Il presidente statunitense domani sarà in Egitto per la firma dell’accordo di Pace per Gaza. Trump ha invitato diversi Paesi, tra cui l’Italia, per dare maggiore peso politico al momento. Israele pianifica la fase due, pensando al disarmo di Hamas
La presidente del Consiglio Giorgia Meloni dovrebbe partecipare a un vertice internazionale con il presidente statunitense, Donald Trump, in Egitto lunedì 13 ottobre. L’incontro, organizzato dal presidente egiziano Abdel Fattah al-Sisi, che ha già mandato gli inviti a diversi governi interessati, rappresenterà un ulteriore passaggio politico-diplomatico per consolidare la tregua tra Israele e Hamas e avviare un percorso verso una pace duratura. La sede scelta è Sharm el-Sheikh, già teatro del cosiddetto “Accordo di Pace”, che proprio in quell’occasione sarà ufficializzato.
Alla riunione parteciperanno figure di primo piano dei governi di Germania, Francia, Regno Unito, Qatar, Emirati Arabi Uniti, Giordania, Turchia, Arabia Saudita, Pakistan, Indonesia e, appunto, Italia. A questa la lista iniziale elaborata dal Cairo, gli Stati Uniti hanno fatto delle aggiunte e ampliato l’invito a Spagna, Giappone, Azerbaigian, Armenia, Ungheria, India, El Salvador, Cipro e Grecia. Una fonte diplomatica, commentando indiscrezioni dei media, aggiunge che “anche l’Iran potrebbe sedersi al tavolo con noi” e che “sono i Paesi del Golfo a volerlo coinvolgere nel processo di tregua e nel percorso di pace collegato”. È comprensibile, visto il ruolo che Teheran ha nel tessere le fila del cosiddetto “Asse della Resistenza”, che riunisce vari gruppi combattenti regionali — tra cui Hamas.
Assente al vertice sarà Israele. Lunedì mattina Trump incontrerà il primo ministro Benjamin Netanyahu per un faccia a faccia dal forte valore, operativo e simbolico, dopo mesi segnati da critiche, pressioni e momenti di sostegno reciproco tra Washington e Tel Aviv.
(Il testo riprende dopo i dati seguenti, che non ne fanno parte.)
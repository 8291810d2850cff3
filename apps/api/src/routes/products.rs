//! Admin product management.

use axum::extract::State;
use axum::http::StatusCode;
use serde::Serialize;
use tracing::info;

use warung_core::filter::{ProductQuery, RawProductQuery};
use warung_core::validation::{validate_new_product, validate_product_patch};
use warung_core::{NewProduct, Product, ProductPage, ProductPatch, ValidationError};

use crate::auth::AdminUser;
use crate::error::ApiResult;
use crate::extract::{AppJson, AppPath, AppQuery};
use crate::routes::MessageBody;
use crate::state::AppState;

#[derive(Debug, Serialize)]
pub struct ProductBody {
    pub product: Product,
}

/// `GET /products`
pub async fn list_products(
    State(state): State<AppState>,
    _admin: AdminUser,
    AppQuery(raw): AppQuery<RawProductQuery>,
) -> ApiResult<AppJson<ProductPage>> {
    let query = ProductQuery::from_raw(&raw)?;
    Ok(AppJson(state.db.products().list(&query).await?))
}

/// `POST /products`
pub async fn create_product(
    State(state): State<AppState>,
    AdminUser(admin): AdminUser,
    AppJson(new_product): AppJson<NewProduct>,
) -> ApiResult<(StatusCode, AppJson<ProductBody>)> {
    validate_new_product(&new_product)?;

    let product = state.db.products().create(&new_product).await?;
    info!(product_id = product.id, by = %admin.username, "Product created");

    Ok((StatusCode::CREATED, AppJson(ProductBody { product })))
}

/// `GET /products/{id}`
pub async fn get_product(
    State(state): State<AppState>,
    _admin: AdminUser,
    AppPath(id): AppPath<i64>,
) -> ApiResult<AppJson<ProductBody>> {
    let product = state.db.products().get(id).await?;
    Ok(AppJson(ProductBody { product }))
}

/// `PUT /products/{id}` with any subset of the product fields.
pub async fn update_product(
    State(state): State<AppState>,
    AdminUser(admin): AdminUser,
    AppPath(id): AppPath<i64>,
    AppJson(patch): AppJson<ProductPatch>,
) -> ApiResult<AppJson<ProductBody>> {
    if patch.is_empty() {
        return Err(ValidationError::Required {
            field: "at least one product field".to_string(),
        }
        .into());
    }
    validate_product_patch(&patch)?;

    let product = state.db.products().update(id, &patch).await?;
    info!(product_id = id, by = %admin.username, "Product updated");

    Ok(AppJson(ProductBody { product }))
}

/// `DELETE /products/{id}`
pub async fn delete_product(
    State(state): State<AppState>,
    AdminUser(admin): AdminUser,
    AppPath(id): AppPath<i64>,
) -> ApiResult<AppJson<MessageBody>> {
    state.db.products().delete(id).await?;
    info!(product_id = id, by = %admin.username, "Product deleted");

    Ok(AppJson(MessageBody::new("Product deleted")))
}
//! # Error Types
//!
//! Domain-specific error types for warung-core.
//!
//! ## Error Hierarchy
//! ```text
//! ┌─────────────────────────────────────────────────────────────────────────┐
//! │                         Error Types                                     │
//! │                                                                         │
//! │  warung-core errors (this file)                                        │
//! │  ├── CoreError        - Domain rule violations                         │
//! │  └── ValidationError  - Input validation failures                      │
//! │                                                                         │
//! │  warung-db errors (separate crate)                                     │
//! │  ├── DbError          - Database operation failures                    │
//! │  └── CheckoutError    - Engine outcome: rejection or storage failure   │
//! │                                                                         │
//! │  HTTP errors (in apps/api)                                             │
//! │  └── ApiError         - What clients see: {"error": "..."}             │
//! │                                                                         │
//! │  Flow: ValidationError → CoreError → CheckoutError → ApiError          │
//! └─────────────────────────────────────────────────────────────────────────┘
//! ```
//!
//! ## Design Principles
//! 1. Use `thiserror` for derive macros (not manual impl)
//! 2. Include context in error messages (product name, ID, quantities)
//! 3. Errors are enum variants, never String
//! 4. Every message is safe to show to a client as-is

use thiserror::Error;

use crate::types::Role;

// =============================================================================
// Core Error
// =============================================================================

/// Core business logic errors.
///
/// These errors represent business rule violations. Every variant maps to
/// exactly one HTTP status in the API layer.
#[derive(Debug, Error)]
pub enum CoreError {
    /// Product cannot be found.
    ///
    /// ## When This Occurs
    /// - Product ID doesn't exist in the catalog
    /// - Product was deleted between listing and checkout
    #[error("Product not found: {0}")]
    ProductNotFound(i64),

    /// Sale cannot be found.
    #[error("Sale not found: {0}")]
    SaleNotFound(i64),

    /// Insufficient stock to complete a sale.
    ///
    /// ## User Workflow
    /// ```text
    /// Cart line (qty: 5)
    ///      │
    ///      ▼
    /// Conditional decrement fails: available=3
    ///      │
    ///      ▼
    /// InsufficientStock { product: "Indomie Goreng", available: 3, requested: 5 }
    ///      │
    ///      ▼
    /// Client shows: "Only 3 Indomie Goreng left"
    /// ```
    #[error("Insufficient stock for {product}: available {available}, requested {requested}")]
    InsufficientStock {
        product: String,
        available: i64,
        requested: i64,
    },

    /// The cart has no lines.
    #[error("items must contain at least one product")]
    EmptyCart,

    /// Cart has exceeded maximum allowed lines.
    #[error("Cart cannot have more than {max} items")]
    CartTooLarge { max: usize },

    /// A line subtotal or the sale total does not fit in the money type.
    #[error("Total amount is too large")]
    AmountOverflow,

    /// Authenticated principal lacks the required role.
    #[error("{required} access required")]
    Forbidden { required: Role },

    /// Validation error (wraps ValidationError).
    #[error("{0}")]
    Validation(#[from] ValidationError),
}

// =============================================================================
// Validation Error
// =============================================================================

/// Input validation errors.
///
/// Raised before any store access, so a validation failure never leaves
/// partial state behind.
#[derive(Debug, Error)]
pub enum ValidationError {
    /// A required field is missing or empty.
    #[error("{field} is required")]
    Required { field: String },

    /// Field value is too long.
    #[error("{field} must be at most {max} characters")]
    TooLong { field: String, max: usize },

    /// Numeric value is out of range.
    #[error("{field} must be between {min} and {max}")]
    OutOfRange { field: String, min: i64, max: i64 },

    /// Value must be positive.
    #[error("{field} must be positive")]
    MustBePositive { field: String },

    /// Value must be zero or more.
    #[error("{field} must not be negative")]
    MustNotBeNegative { field: String },

    /// Invalid format (e.g., unparseable date or number).
    #[error("{field} has invalid format: {reason}")]
    InvalidFormat { field: String, reason: String },

    /// Value is not in allowed set.
    #[error("{field} must be one of: {}", allowed.join(", "))]
    NotAllowed {
        field: String,
        allowed: Vec<String>,
    },

    /// Duplicate value (e.g., duplicate username).
    #[error("{field} '{value}' already exists")]
    Duplicate { field: String, value: String },
}

// =============================================================================
// Result Type Alias
// =============================================================================

/// Convenience type alias for Results with CoreError.
pub type CoreResult<T> = Result<T, CoreError>;

// =============================================================================
// Unit Tests
// =============================================================================

#[cfg(test)]
mod tests {
    use super::*;

    #[test]
    fn test_error_messages() {
        let err = CoreError::InsufficientStock {
            product: "Kopi Kapal Api".to_string(),
            available: 0,
            requested: 1,
        };
        assert_eq!(
            err.to_string(),
            "Insufficient stock for Kopi Kapal Api: available 0, requested 1"
        );
        assert_eq!(
            CoreError::EmptyCart.to_string(),
            "items must contain at least one product"
        );
        assert_eq!(
            CoreError::Forbidden {
                required: Role::Admin
            }
            .to_string(),
            "admin access required"
        );
    }

    #[test]
    fn test_validation_error_messages() {
        let err = ValidationError::Required {
            field: "name".to_string(),
        };
        assert_eq!(err.to_string(), "name is required");

        let err = ValidationError::NotAllowed {
            field: "paymentMethod".to_string(),
            allowed: vec!["cash".to_string(), "transfer".to_string()],
        };
        assert_eq!(err.to_string(), "paymentMethod must be one of: cash, transfer");
    }

    #[test]
    fn test_validation_converts_to_core_error() {
        let validation_err = ValidationError::MustBePositive {
            field: "quantity".to_string(),
        };
        let core_err: CoreError = validation_err.into();
        assert!(matches!(core_err, CoreError::Validation(_)));
        assert_eq!(core_err.to_string(), "quantity must be positive");
    }
}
Successivamente, il presidente americano terrà un discorso davanti alla Knesset e incontrerà le famiglie degli ostaggi. Nel pomeriggio Trump volerà in Egitto per riunirsi con al-Sisi e partecipare alla cerimonia di firma con gli altri garanti dell’accordo di pace per Gaza — Egitto, Qatar e Turchia. Cerimonia trasformata in appuntamento internazionale con l’invito al vertice dei vari leader.
Nel frattempo, alla vigilia di queste evoluzioni, il ministro della Difesa israeliano, Yoav Katz, ha delineato la linea di Tel Aviv per la fase successiva: “La grande sfida per Israele dopo la fase di restituzione degli ostaggi sarà la distruzione di tutti i tunnel terroristici di Hamas a Gaza, direttamente da parte delle Idf e attraverso il meccanismo internazionale che sarà istituito sotto la guida e la supervisione degli Stati Uniti. Questo è il significato primario dell’attuazione del principio concordato di smilitarizzare Gaza e neutralizzare Hamas delle sue armi. Ho dato istruzioni alle Idf di prepararsi a portare a termine la missione”.
Il piano su cui ragiona lo Stato ebraico e quello su cui si muove la diplomazia internazionale non sembrano per ora particolarmente compatibili. Israele è più interessato ad attuare misure e implementazioni che possano portare benefici rapidi alla propria sicurezza nazionale. Gli altri attori coinvolti, regionali e non, cercano molto di più. La sfida è far combaciare queste esigenze più tattiche con la dimensione strategica — per imboccare un percorso verso una soluzione più o meno definitiva che eviti di ritornare agli scontri armati nei prossimi anni.